# Databricks

## Requirements

* Within Databricks, you must be an Account Admin
* Within Teleskope, you have a Teleskope Account with the Admin role
* A **Teleskope service principal** created in Databricks
* A **personal access token (PAT)** or **OAuth credentials** for API access
* An active **SQL warehouse** per workspace
  * Use the same warehouse name across workspaces, recommended to be specific to Teleskope
* Assigned permissions for the Teleskope service principal on all target data assets

## Integration

Teleskope integrates with Databricks using Unity Catalog metadata APIs, SQL query execution APIs, and system tables. The connector supports:

#### Metadata Discovery

Teleskope scans Unity Catalog using the following object hierarchy:

```
mathematicaCopyEditWorkspace → Catalog → Schema → Table → Column
                             ↘︎ Volume (optional)
```

It discovers:

* Table metadata including schema, data types, tags, and masking policies
* Volume objects such as unstructured file paths (e.g., CSV, JSON, Parquet)

#### Data Sampling

Teleskope executes parameterized SQL queries against the assigned SQL warehouse using:

* `TABLESAMPLE` clause for row-level sampling
* Optional Genie-based sampling (for distribution and profiling of string fields)
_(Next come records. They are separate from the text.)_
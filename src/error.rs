//! Error type shared by the whole crate.

use std::path::PathBuf;

use thiserror::Error;

use crate::models::ValueType;

/// Result alias used across the crate.
pub type Result<T> = std::result::Result<T, Error>;

#[derive(Debug, Error)]
pub enum Error {
    /// A config item name or config file name was rejected at construction.
    #[error("invalid name '{name}': {reason}")]
    InvalidName { name: String, reason: String },

    /// A display style string did not match any known style.
    #[error("invalid display style: actual={0}")]
    InvalidStyle(String),

    #[error("could not determine the home directory")]
    HomeDirNotFound,

    /// The config file is not valid JSON, or not a JSON object.
    #[error("failed to parse {}: {reason}", path.display())]
    Parse { path: PathBuf, reason: String },

    /// A configured key holds a nested value (array or object).
    #[error("unsupported value for '{key}': only scalar values are allowed")]
    UnsupportedValue { key: String },

    /// Required items absent from the loaded file. The message keeps the
    /// names concatenated as they were historically reported.
    #[error("required configs not found: {}", names.concat())]
    MissingRequiredConfig { names: Vec<String> },

    #[error("Error: {input} is not a valid {expected}")]
    TypeCoercion { input: String, expected: ValueType },

    /// The user cancelled an interactive prompt.
    #[error("interrupted")]
    Interrupted,

    #[error("prompt failed: {0}")]
    Prompt(String),

    #[error("I/O error: {0}")]
    Io(#[from] std::io::Error),
}

impl Error {
    pub(crate) fn invalid_name(name: &str, reason: impl Into<String>) -> Self {
        Self::InvalidName {
            name: name.to_string(),
            reason: reason.into(),
        }
    }

    /// Names reported by a [`Error::MissingRequiredConfig`], empty otherwise.
    pub fn missing_names(&self) -> &[String] {
        match self {
            Self::MissingRequiredConfig { names } => names,
            _ => &[],
        }
    }
}

#[cfg(test)]
mod tests {
    use super::*;

    #[test]
    fn test_missing_required_joins_without_separator() {
        let err = Error::MissingRequiredConfig {
            names: vec!["token".to_string(), "path".to_string()],
        };
        assert_eq!(err.to_string(), "required configs not found: tokenpath");
        assert_eq!(err.missing_names(), ["token", "path"]);
    }

    #[test]
    fn test_type_coercion_message_names_input_and_type() {
        let err = Error::TypeCoercion {
            input: "abc".to_string(),
            expected: ValueType::Integer,
        };
        assert_eq!(err.to_string(), "Error: abc is not a valid integer");
    }

    #[test]
    fn test_missing_names_empty_for_other_variants() {
        assert!(Error::Interrupted.missing_names().is_empty());
    }
}
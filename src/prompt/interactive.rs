use inquire::{InquireError, Text};

use super::{PromptRequest, Prompter};
use crate::error::{Error, Result};
use crate::models::ValueType;

/// Terminal prompting through `inquire`. Ctrl-C and Esc cancel.
#[derive(Debug, Default)]
pub struct InquirePrompter;

impl InquirePrompter {
    pub fn new() -> Self {
        Self
    }
}

impl Prompter for InquirePrompter {
    fn read_answer(&mut self, request: &PromptRequest) -> Result<String> {
        let message = request.message();
        let help = (request.value_type() != ValueType::String)
            .then(|| format!("expects {}", request.value_type()));

        let mut text = Text::new(&message);
        if let Some(help) = help.as_deref() {
            text = text.with_help_message(help);
        }

        match text.prompt() {
            Ok(answer) => Ok(answer),
            Err(InquireError::OperationCanceled | InquireError::OperationInterrupted) => {
                Err(Error::Interrupted)
            }
            Err(e) => Err(Error::Prompt(e.to_string())),
        }
    }

    fn report_error(&mut self, message: &str) {
        eprintln!("{message}");
    }
}
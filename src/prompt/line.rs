use std::io::{self, BufRead, Stderr, StdinLock, Write};

use super::{PromptRequest, Prompter};
use crate::error::{Error, Result};

/// Plain line-based prompting over any reader/writer pair.
/// End of input counts as a cancelled prompt.
pub struct LinePrompter<R, W> {
    reader: R,
    writer: W,
}

impl<R: BufRead, W: Write> LinePrompter<R, W> {
    pub fn new(reader: R, writer: W) -> Self {
        Self { reader, writer }
    }

    pub fn into_parts(self) -> (R, W) {
        (self.reader, self.writer)
    }
}

impl LinePrompter<StdinLock<'static>, Stderr> {
    /// Read from stdin, prompt on stderr.
    pub fn stdio() -> Self {
        Self::new(io::stdin().lock(), io::stderr())
    }
}

impl<R: BufRead, W: Write> Prompter for LinePrompter<R, W> {
    fn read_answer(&mut self, request: &PromptRequest) -> Result<String> {
        write!(self.writer, "{}: ", request.message())?;
        self.writer.flush()?;

        let mut line = String::new();
        if self.reader.read_line(&mut line)? == 0 {
            return Err(Error::Interrupted);
        }
        Ok(line)
    }

    fn report_error(&mut self, message: &str) {
        let _ = writeln!(self.writer, "{message}");
    }
}
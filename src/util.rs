use std::path::PathBuf;

/// Expand a leading `~` to the user's home directory.
pub fn expand_user(path: &str) -> PathBuf {
    PathBuf::from(shellexpand::tilde(path).into_owned())
}
//! Executor verbs.

use std::collections::BTreeMap;

use serde_json::{Value, json};

use crate::app::AppContext;
use crate::app::commands::OPERATION_COMPLETED;
use crate::app::format::units::format_large_integer;
use crate::app::format::{FormattedTable, L, R};
use crate::domain::AppError;
use crate::domain::cluster::{EXECUTORS_KEY, Executor, decode_collection};
use crate::domain::targets::{EXECUTOR_ATTRIBUTES, validate_attribute};
use crate::ports::{Fetcher, Mutation, Query};

/// Per-name totals over every member running the executor.
#[derive(Debug, Default, PartialEq)]
struct ExecutorSummary {
    members: usize,
    in_progress: i64,
    completed: i64,
    rejected: i64,
    description: String,
}

pub(crate) fn fetch_executors(
    fetcher: &dyn Fetcher,
) -> Result<(Vec<u8>, Vec<Executor>), AppError> {
    let raw = fetcher.query(&Query::Executors)?;
    let executors = decode_collection(&raw, EXECUTORS_KEY)?;
    Ok((raw, executors))
}

fn summarize(executors: &[Executor]) -> BTreeMap<&str, ExecutorSummary> {
    let mut grouped: BTreeMap<&str, ExecutorSummary> = BTreeMap::new();
    for e in executors {
        let summary = grouped.entry(e.name.as_str()).or_default();
        summary.members += 1;
        summary.in_progress += e.tasks_in_progress_count;
        summary.completed += e.tasks_completed_count;
        summary.rejected += e.tasks_rejected_count;
        if summary.description.is_empty() {
            summary.description = e.description.clone();
        }
    }
    grouped
}

pub fn get_executors(ctx: &AppContext) -> Result<String, AppError> {
    let fetcher = ctx.fetcher()?;
    let (raw, executors) = fetch_executors(fetcher.as_ref())?;
    ctx.output().render(&raw, || {
        let grouped = summarize(&executors);
        let mut out = format!("Total executors: {}\n\n", grouped.len());
        let mut header = vec!["NAME", "MEMBERS", "IN PROGRESS", "COMPLETED", "REJECTED"];
        let mut alignment = vec![L, R, R, R, R];
        if ctx.output().is_wide() {
            header.push("DESCRIPTION");
            alignment.push(L);
        }
        let mut table = FormattedTable::new().with_alignment(&alignment).with_header(&header);
        for (name, s) in grouped {
            let mut row = vec![
                name.to_string(),
                s.members.to_string(),
                format_large_integer(s.in_progress),
                format_large_integer(s.completed),
                format_large_integer(s.rejected),
            ];
            if ctx.output().is_wide() {
                row.push(s.description);
            }
            table.add_row(row)?;
        }
        out.push_str(&table.render());
        Ok(out)
    })
}

pub(crate) fn require_executor<'a>(
    executors: &'a [Executor],
    name: &str,
) -> Result<Vec<&'a Executor>, AppError> {
    let matching: Vec<&Executor> = executors.iter().filter(|e| e.name == name).collect();
    if matching.is_empty() {
        return Err(AppError::not_found(format!("unable to find executor with name '{name}'")));
    }
    Ok(matching)
}

pub fn describe_executor(ctx: &AppContext, name: &str) -> Result<String, AppError> {
    let fetcher = ctx.fetcher()?;
    let (raw, executors) = fetch_executors(fetcher.as_ref())?;
    let matching = require_executor(&executors, name)?;

    let all: Value = serde_json::from_slice(&raw)?;
    let items: Vec<Value> = all[EXECUTORS_KEY]
        .as_array()
        .map(|items| items.iter().filter(|e| e["name"] == name).cloned().collect())
        .unwrap_or_default();
    ctx.output().render_value(&json!({ EXECUTORS_KEY: items }), || {
        let mut out = format!("Executor: {name}\n\n");
        let mut table = FormattedTable::new()
            .with_alignment(&[L, L, R, R, R, L])
            .with_header(&["MEMBER", "STATE", "IN PROGRESS", "COMPLETED", "REJECTED", "TRACE"]);
        for e in matching {
            table.add_row(vec![
                e.member_id.clone(),
                e.state.clone(),
                format_large_integer(e.tasks_in_progress_count),
                format_large_integer(e.tasks_completed_count),
                format_large_integer(e.tasks_rejected_count),
                e.trace_logging.to_string(),
            ])?;
        }
        out.push_str(&table.render());
        Ok(out)
    })
}

pub fn set_executor(
    ctx: &AppContext,
    name: &str,
    attribute: &str,
    raw_value: &str,
    yes: bool,
) -> Result<String, AppError> {
    let value = validate_attribute(EXECUTOR_ATTRIBUTES, attribute, raw_value)?;
    let fetcher = ctx.fetcher()?;
    let (_, executors) = fetch_executors(fetcher.as_ref())?;
    require_executor(&executors, name)?;
    ctx.confirm(
        yes,
        &format!(
            "Are you sure you want to set the value of attribute {attribute} to {raw_value} for executor {name}?"
        ),
    )?;
    fetcher.mutate(&Mutation::SetExecutorAttribute {
        executor: name.to_string(),
        attribute: attribute.to_string(),
        value,
    })?;
    Ok(OPERATION_COMPLETED.to_string())
}
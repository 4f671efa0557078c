use crate::domain::{AppError, Endpoint};

/// Port for name service lookups against a cluster's discovery port.
pub trait NameServiceLookup {
    /// Send `query` to `endpoint` and return the text result.
    fn lookup(&self, endpoint: &Endpoint, query: &str) -> Result<String, AppError>;
}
#### Tagging and Governance

Using Unity Catalog, Teleskope can:

* Apply governance tags directly to tables and columns via `APPLY TAG`
* Detect and audit existing column masks using `INFORMATION_SCHEMA.COLUMN_MASKS`
* Track and potentially define masking policies for sensitive data

#### Policy Management (optional)

Teleskope can integrate with Policy Maker to:

* Deploy masking policies via SQL commands (`CREATE FUNCTION`, `SET MASK`)
* Automate row-level security using dynamic `FILTER POLICY` functions
* Track and log data access patterns for alerting or escalation

#### Access Monitoring

Databricks system tables allow Teleskope to monitor query and access history:

* `system.query_history` for user-level query logging
* Audit logs for data access, table modifications, and privilege changes (if enabled)

## Enrollment

To enroll Databricks with Teleskope:

{% stepper %}
{% step %}

### Create a Teleskope Service Principal

* Set up a dedicated [service principal](https://docs.databricks.com/aws/en/admin/users-groups/service-principals) in Databricks for Teleskope access.
* Generate a personal access token (PAT) or configure OAuth credentials.
  {% endstep %}

{% step %}

### Assign the Account Admin Role

The service principal requires the account admin role in order to be able to list workspaces.
{% endstep %}

{% step %}

### Assign Required Permissions per Catalog

The service principal must be granted the following minimum permissions:

| Object Type  | Privileges Needed     |
| ------------ | --------------------- |
| Catalog      | `USE CATALOG`         |
| Schema       | `USE SCHEMA`          |
| Tables/Views | `SELECT`, `APPLY TAG` |

For advanced features such as **Access Monitoring**, grant the following additional permissions:

* Access to `system.query_history` and audit logs (for user activity tracking)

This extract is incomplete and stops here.